EXERCISE PROMPT: Return, character for character, the lines from the one bearing "Re-export main types" through the end of the material. Omit everything before that line.

DATA RECORDS:
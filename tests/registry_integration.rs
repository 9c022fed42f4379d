//! Registry Integration Tests
//!
//! Checks the default Heroic registry end to end: every aggregation under
//! every category, filter parts, group-by functions and lookups of
//! persisted parts.

use std::sync::Arc;

use heroic_query::part::{
    AggregationKind, Category, FilterKind, PartRegistry, PartRenderer, TIME_INTERVAL_OPTIONS,
};
use heroic_query::types::{PartModel, Target};
use heroic_query::Error;

// =============================================================================
// Completeness
// =============================================================================

#[test]
fn test_every_aggregation_in_three_categories() {
    let registry = PartRegistry::heroic();

    for kind in AggregationKind::ALL {
        for category in [Category::ForEach, Category::Collapse, Category::GroupBy] {
            let def = registry
                .get(Some(category), kind.name())
                .unwrap_or_else(|| panic!("{} missing under {}", kind.name(), category));
            assert_eq!(def.category, Some(category));
            assert!(matches!(def.renderer, PartRenderer::Aggregate { kind: k, .. } if k == kind));
        }
        assert!(!registry.contains(Some(Category::Filters), kind.name()));
    }
}

#[test]
fn test_filters_category() {
    let registry = PartRegistry::heroic();

    let names: Vec<&str> = registry.categories()[&Category::Filters]
        .iter()
        .map(|d| d.part_type.as_str())
        .collect();
    assert_eq!(names, vec!["abovek", "belowk", "topk", "bottomk"]);

    for kind in FilterKind::ALL {
        let def = registry.get(Some(Category::Filters), kind.name()).unwrap();
        assert_eq!(def.default_params, vec!["5".to_string()]);
        assert_eq!(def.params.len(), 1);
        assert_eq!(def.params[0].name, "k");
    }
}

#[test]
fn test_category_order_matches_editor() {
    let registry = PartRegistry::heroic();
    let order: Vec<Category> = registry.categories().keys().copied().collect();
    assert_eq!(order, Category::ALL.to_vec());
}

#[test]
fn test_group_by_definitions() {
    let registry = PartRegistry::heroic();

    let names: Vec<&str> = registry
        .group_by_functions()
        .iter()
        .map(|d| d.part_type.as_str())
        .collect();
    assert_eq!(names, vec!["time", "tag", "fill"]);

    let time = registry.get(None, "time").unwrap();
    assert_eq!(time.default_params, vec!["1m".to_string()]);
    assert_eq!(time.params[0].options.len(), TIME_INTERVAL_OPTIONS.len());
    assert_eq!(time.params[0].options[0], "$__interval");

    let by_tag = registry.get(Some(Category::GroupBy), "sum").unwrap();
    assert!(by_tag.params[0].dynamic_lookup);
    assert!(by_tag.default_params.is_empty());
}

// =============================================================================
// Instances
// =============================================================================

#[test]
fn test_create_shares_definition() {
    let registry = PartRegistry::heroic();
    let a = registry
        .create(&PartModel::select(Category::Collapse, "max"))
        .unwrap();
    let b = registry
        .create(&PartModel::select(Category::Collapse, "max"))
        .unwrap();
    assert!(Arc::ptr_eq(a.def_handle(), b.def_handle()));
    assert_eq!(a, b);
}

#[test]
fn test_persisted_round_trip() {
    let registry = PartRegistry::heroic();
    let persisted = vec![
        PartModel::select(Category::ForEach, "average").with_params(&[]),
        PartModel::select(Category::GroupBy, "sum").with_params(&["host"]),
        PartModel::select(Category::Filters, "bottomk").with_params(&["2"]),
        PartModel::group_by("time", &["5m"]),
    ];

    for part in &persisted {
        let instance = registry.create(part).unwrap();
        assert_eq!(&instance.to_persisted(), part);

        let again = registry.create(&instance.to_persisted()).unwrap();
        assert_eq!(again, instance);
    }
}

#[test]
fn test_missing_part_error_names_type_and_category() {
    let registry = PartRegistry::heroic();
    let err = registry
        .create(&PartModel::select(Category::Filters, "average"))
        .unwrap_err();

    match &err {
        Error::PartNotFound { part_type, category } => {
            assert_eq!(part_type, "average");
            assert_eq!(category.as_deref(), Some("Filters"));
        }
        other => panic!("expected PartNotFound, got {:?}", other),
    }
    assert!(err.to_string().contains("average"));
}

#[test]
fn test_validate_target_from_json() {
    let registry = PartRegistry::heroic();

    let good = Target::from_json(
        r#"{
            "measurement": "cpu",
            "groupBy": [{"type": "time", "params": ["1m"]}, {"type": "fill", "params": ["null"]}],
            "select": [[{"type": "average", "categoryName": "For Each"}]]
        }"#,
    )
    .unwrap();
    assert!(registry.validate_target(&good).is_ok());

    let bad = Target::from_json(r#"{"select": [[{"type": "average", "categoryName": "Filters"}]]}"#)
        .unwrap();
    assert!(matches!(
        registry.validate_target(&bad),
        Err(Error::PartNotFound { .. })
    ));
}
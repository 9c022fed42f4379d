//! Heroic query-part engine
//!
//! This library turns user-edited query descriptions into Heroic aggregation
//! requests:
//! - A registry of aggregation, filter and group-by part definitions
//! - Rule-governed editing of group-by clauses and select pipelines
//! - Rendering of filter trees and nested aggregator chains
//! - Pluggable template-variable substitution and interval parsing

#![warn(missing_docs)]
#![warn(clippy::all)]

pub mod error;
pub mod interval;
pub mod part;
pub mod template;
pub mod types;

/// Prometheus metrics and telemetry
pub mod metrics;

/// Configuration management with TOML support
pub mod config;

/// Query model, group-by assembly and request rendering
pub mod query;

// Re-export main types
pub use config::Config;
pub use error::{Error, Result};
pub use part::{Category, PartRegistry, QueryPart};
pub use query::{Filter, HeroicQuery, RenderedQuery};
pub use types::{PartModel, TagFilter, Target};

TASK OUTPUT:
// Re-export main types
pub use config::Config;
pub use error::{Error, Result};
pub use part::{Category, PartRegistry, QueryPart};
pub use query::{Filter, HeroicQuery, RenderedQuery};
pub use types::{PartModel, TagFilter, Target};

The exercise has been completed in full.